In Gilded Age America, more than now, new cultural trends were lifted to prominence by America’s wealthiest families. The descending strata of society would soon emulate those above. Except what, pray tell, were the Vanderbilts of Fifth Avenue doing deep in the piney woods? Robert Engel’s lecture will examine how and why the Adirondacks became a stage for 19th-century America’s growing regard for its remaining wild places. We will look inside the Prospect House hotel on Blue Mt. Lake and nearby Great Camp Sagamore to see examples of how the wealthy and the ultra-wealthy “roughed it” in style. Before that was possible, a complex travel network would need to be in place. Thomas Clark Durant, the man in charge of building the eastern half of the Transcontinental Railroad, saw the Adirondacks as a business opportunity. The plan was that Thomas would design the transportation infrastructure and his son, William West Durant, would design the camps. William’s efforts resulted in the Adirondack Style of architecture. Robert promises to spend the summer figuring out how Mark Twain fits into all of this.
In-person attendees are invited to come to the Museum center early to visit this year’s summer exhibition For Business or Pleasure? Twain’s Summer Sojourns which highlights the Clemens family’s American-based summer vacations. Learn more about the exhibit by CLICKING HERE. Virtual attendees will receive a link to watch live via YouTube.
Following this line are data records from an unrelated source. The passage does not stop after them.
use thiserror::Error;

/// Errors surfaced by the graph engine.
///
/// Lookups that find nothing are not errors; they return `Option::None`
/// or empty collections.
#[derive(Debug, Error)]
pub enum GraphError {
    /// The underlying store failed to read or write.
    #[error("persistence failure: {0}")]
    Persistence(#[from] rusqlite::Error),

    /// A record could not be encoded for storage.
    #[error("encoding failure: {0}")]
    Encoding(#[from] serde_json::Error),

    /// A previously stored record failed to decode. Bulk scans skip these
    /// with a warning; point lookups surface them.
    #[error("malformed stored record in {table} ({id}): {reason}")]
    MalformedRecord {
        table: &'static str,
        id: String,
        reason: String,
    },
}

pub type Result<T> = std::result::Result<T, GraphError>;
Robert Engel was for six years the Historian at Great Camp Sagamore where he reimagined the two-hour guided tour. Built in the 1890s by William West Durant, Sagamore became the Adirondack retreat of Alfred Gwynne Vanderbilt. Robert is a great grandson of Richard and Margaret Collins, Sagamore’s first caretakers. In addition to building and maintaining the camp, the Collins’ and their staff also provided a human element to the Adirondack experience of some of America’s most sophisticated people. Robert earned a master’s degree in History Museum Studies from the Cooperstown Graduate Program. From there, he researched the art collection at the Buffalo Bill Historic Center in Wyoming, was Assistant Curator at the Adirondack Museum, Curator at Clermont State Historic Site, Exhibits Coordinator at the New-York Historical Society, and Director of the Bartow-Pell Mansion Museum in the Bronx and the Rensselaer County Historical Society in Troy. Along the way, he earned a diploma from the Wine & Spirits Education Trust. With his eight siblings, Robert spends as much time as possible at the home his grandparents built on Blue Mt. Lake. He and his wife Judy split their time between their Manhattan apartment and their 1870s Adirondack farmhouse.